Anthem Blue Cross Small Group High Deductible EPO Plan:
The last plan available to your employees’ under the small group health plans offered by Anthem Blue Cross is the High Deductible EPO plan. If your employees are looking for a high deductible plan, this particular plan offers a high amount of coverage. The majority of services covered under this plan must be provided by an in-network physician or hospital. In some cases, such as inpatient care or outpatient services, it will provide some coverage if there is an emergency, but the deductible must be met before this coverage will take effect. The lifetime maximum benefit for this plan is $5,000,000.
Annual Deductible - If your employee is the only one covered by this plan the deductible is $2000. If they have one or more dependents, this goes up to $4000 per year.
Annual Out-of-Pocket Maximum - The most your employees’ will pay for their health care needs under this plan is $3100 per year, if they are the only one covered by the policy.

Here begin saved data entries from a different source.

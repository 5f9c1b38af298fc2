use serde::{Deserialize, Serialize};
use std::collections::HashMap;

use super::data_structures::CurrencyCode;
use super::serde_util::lenient;

/// 协调者对某个币种给出的限额与参考价格
#[derive(Debug, Clone, PartialEq, Default, Serialize, Deserialize)]
pub struct Limit {
    #[serde(default)]
    pub code: String,
    /// 1个整币以该币种计价的参考价格
    #[serde(default, deserialize_with = "lenient::f64")]
    pub price: f64,
    #[serde(default, deserialize_with = "lenient::f64")]
    pub min_amount: f64,
    #[serde(default, deserialize_with = "lenient::f64")]
    pub max_amount: f64,
    #[serde(default, deserialize_with = "lenient::f64")]
    pub max_bondless_amount: f64,
}

/// 单个协调者的限额表，按币种id索引（线上格式键为字符串形式的数字）
pub type LimitList = HashMap<CurrencyCode, Limit>;

/// 参考价格查询接口
///
/// 查询不到时返回None，调用方自行退化
pub trait LimitLookup {
    fn reference_price(&self, coordinator: &str, currency: CurrencyCode) -> Option<f64>;
}

/// 所有协调者的限额表
#[derive(Debug, Clone, PartialEq, Default, Serialize, Deserialize)]
#[serde(transparent)]
pub struct CoordinatorLimits {
    coordinators: HashMap<String, LimitList>,
}

impl CoordinatorLimits {
    pub fn new() -> Self {
        Self::default()
    }

    pub fn insert(&mut self, coordinator: &str, limits: LimitList) {
        self.coordinators.insert(coordinator.to_string(), limits);
    }

    pub fn get(&self, coordinator: &str) -> Option<&LimitList> {
        self.coordinators.get(coordinator)
    }

    pub fn coordinator_count(&self) -> usize {
        self.coordinators.len()
    }

    pub fn is_empty(&self) -> bool {
        self.coordinators.is_empty()
    }

    /// 币种的显示代码（如 "USD"），取任一协调者给出的非空代码
    pub fn currency_label(&self, currency: CurrencyCode) -> Option<&str> {
        self.coordinators
            .values()
            .filter_map(|limits| limits.get(&currency))
            .map(|limit| limit.code.as_str())
            .find(|code| !code.is_empty())
    }
}

impl LimitLookup for CoordinatorLimits {
    fn reference_price(&self, coordinator: &str, currency: CurrencyCode) -> Option<f64> {
        self.coordinators
            .get(coordinator)
            .and_then(|limits| limits.get(&currency))
            .map(|limit| limit.price)
            .filter(|price| *price > 0.0)
    }
}

#[cfg(test)]
mod tests {
    use super::*;
    use serde_json::json;

    #[test]
    fn test_limits_from_coordinator_json() {
        let limits: CoordinatorLimits = serde_json::from_value(json!({
            "alpha": {
                "1": {"code": "USD", "price": 60000.0, "min_amount": 20, "max_amount": 5000, "max_bondless_amount": 100},
                "2": {"code": "EUR", "price": "55000"}
            }
        }))
        .unwrap();

        assert_eq!(limits.coordinator_count(), 1);
        assert_eq!(limits.reference_price("alpha", 1), Some(60000.0));
        assert_eq!(limits.reference_price("alpha", 2), Some(55000.0));
        assert_eq!(limits.get("alpha").unwrap()[&1].code, "USD");
        assert_eq!(limits.currency_label(2), Some("EUR"));
        assert_eq!(limits.currency_label(3), None);
    }

    #[test]
    fn test_missing_entries_yield_none() {
        let mut limits = CoordinatorLimits::new();
        let mut list = LimitList::new();
        list.insert(1, Limit { code: "USD".to_string(), price: 0.0, ..Default::default() });
        limits.insert("beta", list);

        assert_eq!(limits.reference_price("gamma", 1), None);
        assert_eq!(limits.reference_price("beta", 9), None);
        // 价格为0视为缺失
        assert_eq!(limits.reference_price("beta", 1), None);
    }
}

For a family plan, this moves up to $5700 per year.
Office Visits - Once your employees’ reach their deductible, all office visits require a 20% co-insurance payment of the negotiated fee. Professional services, which may include maternity care, lab tests, x-rays or other services will also require a 20% payment after the deductible has been met.
Hospital Inpatient Care - After a Preservice review has been completed, this plan requires a 20% co-insurance payment once the deductible has been reached. In the event that your employee has an emergency, some level of coverage is provided if they need to visit a non-participating provider. This coverage is subject to the annual deductible. Professional services received while in the hospital, such as diagnostic lab tests, anesthesia, or surgeon fees are also subject to this pay schedule.

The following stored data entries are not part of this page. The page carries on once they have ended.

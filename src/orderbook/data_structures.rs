use serde::{Deserialize, Serialize};
use std::fmt;

use super::serde_util::lenient;

/// 币种代码（协调者限额表中的整数id，0表示未设置）
pub type CurrencyCode = u32;

/// 未设置币种时使用的默认币种
pub const DEFAULT_CURRENCY: CurrencyCode = 1;

/// 每个整币对应的最小单位数量
pub const SATS_PER_COIN: f64 = 100_000_000.0;

/// 将未设置的币种(0)强制转换为默认币种
pub fn coerce_currency(code: CurrencyCode) -> CurrencyCode {
    if code == 0 {
        DEFAULT_CURRENCY
    } else {
        code
    }
}

/// 订单方向，线上格式为整数 0=买 1=卖
#[derive(Debug, Clone, Copy, PartialEq, Eq, Hash, Serialize, Deserialize)]
#[serde(try_from = "u8", into = "u8")]
pub enum OrderSide {
    Buy,
    Sell,
}

impl OrderSide {
    pub fn as_str(&self) -> &'static str {
        match self {
            OrderSide::Buy => "buy",
            OrderSide::Sell => "sell",
        }
    }
}

impl TryFrom<u8> for OrderSide {
    type Error = String;

    fn try_from(value: u8) -> Result<Self, Self::Error> {
        match value {
            0 => Ok(OrderSide::Buy),
            1 => Ok(OrderSide::Sell),
            other => Err(format!("unknown order type: {}", other)),
        }
    }
}

impl From<OrderSide> for u8 {
    fn from(side: OrderSide) -> Self {
        match side {
            OrderSide::Buy => 0,
            OrderSide::Sell => 1,
        }
    }
}

impl fmt::Display for OrderSide {
    fn fmt(&self, f: &mut fmt::Formatter<'_>) -> fmt::Result {
        f.write_str(self.as_str())
    }
}

fn default_currency() -> CurrencyCode {
    DEFAULT_CURRENCY
}

/// 公共订单簿中的一笔挂单
///
/// 外部快照拥有这些数据，本crate只读；数值字段缺失或无法解析时按0处理
#[derive(Debug, Clone, PartialEq, Serialize, Deserialize)]
pub struct Order {
    #[serde(default, deserialize_with = "lenient::u64")]
    pub id: u64,
    #[serde(rename = "type", deserialize_with = "lenient::side")]
    pub side: OrderSide,
    #[serde(default = "default_currency", deserialize_with = "lenient::currency")]
    pub currency: CurrencyCode,
    #[serde(default, deserialize_with = "lenient::f64")]
    pub price: f64,
    /// 相对市场参考价的溢价（百分比）
    #[serde(default, deserialize_with = "lenient::f64")]
    pub premium: f64,
    /// 当前可成交量（最小单位）
    #[serde(default, deserialize_with = "lenient::opt_u64")]
    pub satoshis_now: Option<u64>,
    /// 订单来源协调者
    #[serde(default, rename = "coordinatorShortAlias", alias = "coordinator")]
    pub coordinator: Option<String>,
    /// 上游已给出的归一化价格（归一化阶段会重新计算）
    #[serde(default, deserialize_with = "lenient::opt_f64")]
    pub base_amount: Option<f64>,
    #[serde(default, deserialize_with = "lenient::opt_f64")]
    pub amount: Option<f64>,
    #[serde(default, deserialize_with = "lenient::opt_f64")]
    pub min_amount: Option<f64>,
    #[serde(default, deserialize_with = "lenient::opt_f64")]
    pub max_amount: Option<f64>,
    #[serde(default)]
    pub maker_nick: Option<String>,
    #[serde(default)]
    pub payment_method: Option<String>,
    #[serde(default, deserialize_with = "lenient::opt_u64")]
    pub escrow_duration: Option<u64>,
    #[serde(default, deserialize_with = "lenient::opt_f64")]
    pub bond_size: Option<f64>,
}

impl Order {
    pub fn new(id: u64, side: OrderSide, price: f64, premium: f64) -> Self {
        Self {
            id,
            side,
            currency: DEFAULT_CURRENCY,
            price,
            premium,
            satoshis_now: None,
            coordinator: None,
            base_amount: None,
            amount: None,
            min_amount: None,
            max_amount: None,
            maker_nick: None,
            payment_method: None,
            escrow_duration: None,
            bond_size: None,
        }
    }

    pub fn with_satoshis(mut self, satoshis: u64) -> Self {
        self.satoshis_now = Some(satoshis);
        self
    }

    pub fn with_coordinator(mut self, coordinator: &str) -> Self {
        self.coordinator = Some(coordinator.to_string());
        self
    }

    pub fn with_currency(mut self, currency: CurrencyCode) -> Self {
        self.currency = currency;
        self
    }

    pub fn is_buy(&self) -> bool {
        self.side == OrderSide::Buy
    }

    /// 可成交量（整币单位），缺失时为0
    pub fn volume(&self) -> f64 {
        self.satoshis_now.unwrap_or(0) as f64 / SATS_PER_COIN
    }
}

/// 归一化后的订单：原订单副本加上以参考币种表示的价格
#[derive(Debug, Clone, PartialEq, Serialize)]
pub struct NormalizedOrder {
    pub order: Order,
    pub base_amount: f64,
}

impl NormalizedOrder {
    pub fn side(&self) -> OrderSide {
        self.order.side
    }

    pub fn premium(&self) -> f64 {
        self.order.premium
    }

    pub fn volume(&self) -> f64 {
        self.order.volume()
    }
}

Hospital Outpatient Care - Once again, a Preservice review is required before coverage will take effect. The costs are 20% of the negotiated fee, after the deductible has been met. As with inpatient care, if it is an emergency, some coverage may be provided if an employee visits an non-participating provider for their care.

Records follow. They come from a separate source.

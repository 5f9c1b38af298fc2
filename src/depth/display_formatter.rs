/// 坐标轴刻度与悬停提示的格式化

use serde::Serialize;

use super::window::AxisMode;
use crate::orderbook::Order;

/// 价格轴：整数
pub fn format_price_tick(value: f64) -> String {
    format!("{:.0}", value)
}

/// 溢价轴：追加 %
pub fn format_premium_tick(value: f64) -> String {
    format!("{}%", trim_float(value))
}

/// 成交量轴：追加币种单位
pub fn format_volume_tick(value: f64, suffix: &str) -> String {
    format!("{} {}", trim_float(value), suffix)
}

/// 按横轴模式格式化横轴刻度
pub fn format_x_tick(mode: AxisMode, value: f64) -> String {
    match mode {
        AxisMode::Premium => format_premium_tick(value),
        AxisMode::BaseAmount => format_price_tick(value),
    }
}

/// 横轴标题，经过外部翻译函数
pub fn axis_label(mode: AxisMode, translate: &dyn Fn(&str) -> String) -> String {
    translate(mode.label_key())
}

// 去掉浮点误差带来的长尾，例如 0.30000000000000004
fn trim_float(value: f64) -> String {
    let rounded = (value * 1e8).round() / 1e8;
    if rounded == 0.0 {
        // 避免输出 -0
        return "0".to_string();
    }
    format!("{}", rounded)
}

/// 悬停在某个点上时展示的订单摘要
#[derive(Debug, Clone, PartialEq, Serialize)]
pub struct OrderTooltip {
    pub order_id: u64,
    pub side: String,
    pub maker: String,
    pub premium: String,
    pub price: String,
    pub amount: String,
    pub payment_method: String,
    pub coordinator: String,
}

impl OrderTooltip {
    pub fn from_order(order: &Order, currency_label: &str, volume_suffix: &str) -> Self {
        Self {
            order_id: order.id,
            side: order.side.as_str().to_string(),
            maker: order.maker_nick.clone().unwrap_or_else(|| "-".to_string()),
            premium: format_premium_tick(order.premium),
            price: format!("{} {}", format_price_tick(order.price), currency_label),
            amount: format_volume_tick(order.volume(), volume_suffix),
            payment_method: order.payment_method.clone().unwrap_or_else(|| "-".to_string()),
            coordinator: order.coordinator.clone().unwrap_or_else(|| "-".to_string()),
        }
    }

    /// 多行文本形式，供绘图引擎的悬停标签使用
    pub fn to_text(&self) -> String {
        format!(
            "#{} {} · {}\n{} | {}\n{}\n{} @ {}",
            self.order_id,
            self.side,
            self.maker,
            self.premium,
            self.price,
            self.amount,
            self.payment_method,
            self.coordinator
        )
    }
}

#[cfg(test)]
mod tests {
    use super::*;
    use crate::orderbook::OrderSide;

    #[test]
    fn test_axis_formatters() {
        assert_eq!(format_price_tick(61234.7), "61235");
        assert_eq!(format_premium_tick(1.5), "1.5%");
        assert_eq!(format_premium_tick(-2.0), "-2%");
        assert_eq!(format_premium_tick(0.1 + 0.2), "0.3%");
        assert_eq!(format_volume_tick(2.0, "BTC"), "2 BTC");
        assert_eq!(format_x_tick(AxisMode::BaseAmount, 99.4), "99");
        assert_eq!(format_x_tick(AxisMode::Premium, -0.0), "0%");
    }

    #[test]
    fn test_axis_label_uses_translation() {
        let translate = |key: &str| match key {
            "Premium" => "Prima".to_string(),
            "Price" => "Precio".to_string(),
            other => other.to_string(),
        };
        assert_eq!(axis_label(AxisMode::Premium, &translate), "Prima");
        assert_eq!(axis_label(AxisMode::BaseAmount, &translate), "Precio");
    }

    #[test]
    fn test_tooltip_summary() {
        let mut order = Order::new(9, OrderSide::Buy, 58000.0, -1.25)
            .with_satoshis(25_000_000)
            .with_coordinator("alpha");
        order.maker_nick = Some("QuietOtter".to_string());

        let tooltip = OrderTooltip::from_order(&order, "USD", "BTC");
        assert_eq!(tooltip.side, "buy");
        assert_eq!(tooltip.premium, "-1.25%");
        assert_eq!(tooltip.price, "58000 USD");
        assert_eq!(tooltip.amount, "0.25 BTC");
        assert_eq!(tooltip.payment_method, "-");
        assert!(tooltip.to_text().starts_with("#9 buy · QuietOtter"));
    }
}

Prescription Drugs - Prescriptions purchased at a non-participating pharmacy are not covered by this plan. Otherwise, there is a $10 co-pay for generic prescriptions, limited to a 30-day supply if purchased in person or a 60-day supply if purchased online or through the mail. If a prescription is considered brand name, the co-pay goes up to $25, once the annual deductible has been reached. If your employee requires infertility drugs, there is a $1500 lifetime maximum limit for these prescriptions under this plan.
Other care - Emergency care, ambulance costs, care received at a skilled nursing facility, home health care or physical or occupational therapy will require a 20% co-insurance payment after the annual deductible is met, as long as the services are received from a participating hospital, facility or physician. In the event that there is an emergency, there is an emergency care benefit and an ambulance benefit for non-participating providers. This requires a payment of 20% of the customary and reasonable fee, as well as 100% of any excess charges. These services are also subject to the annual deductible.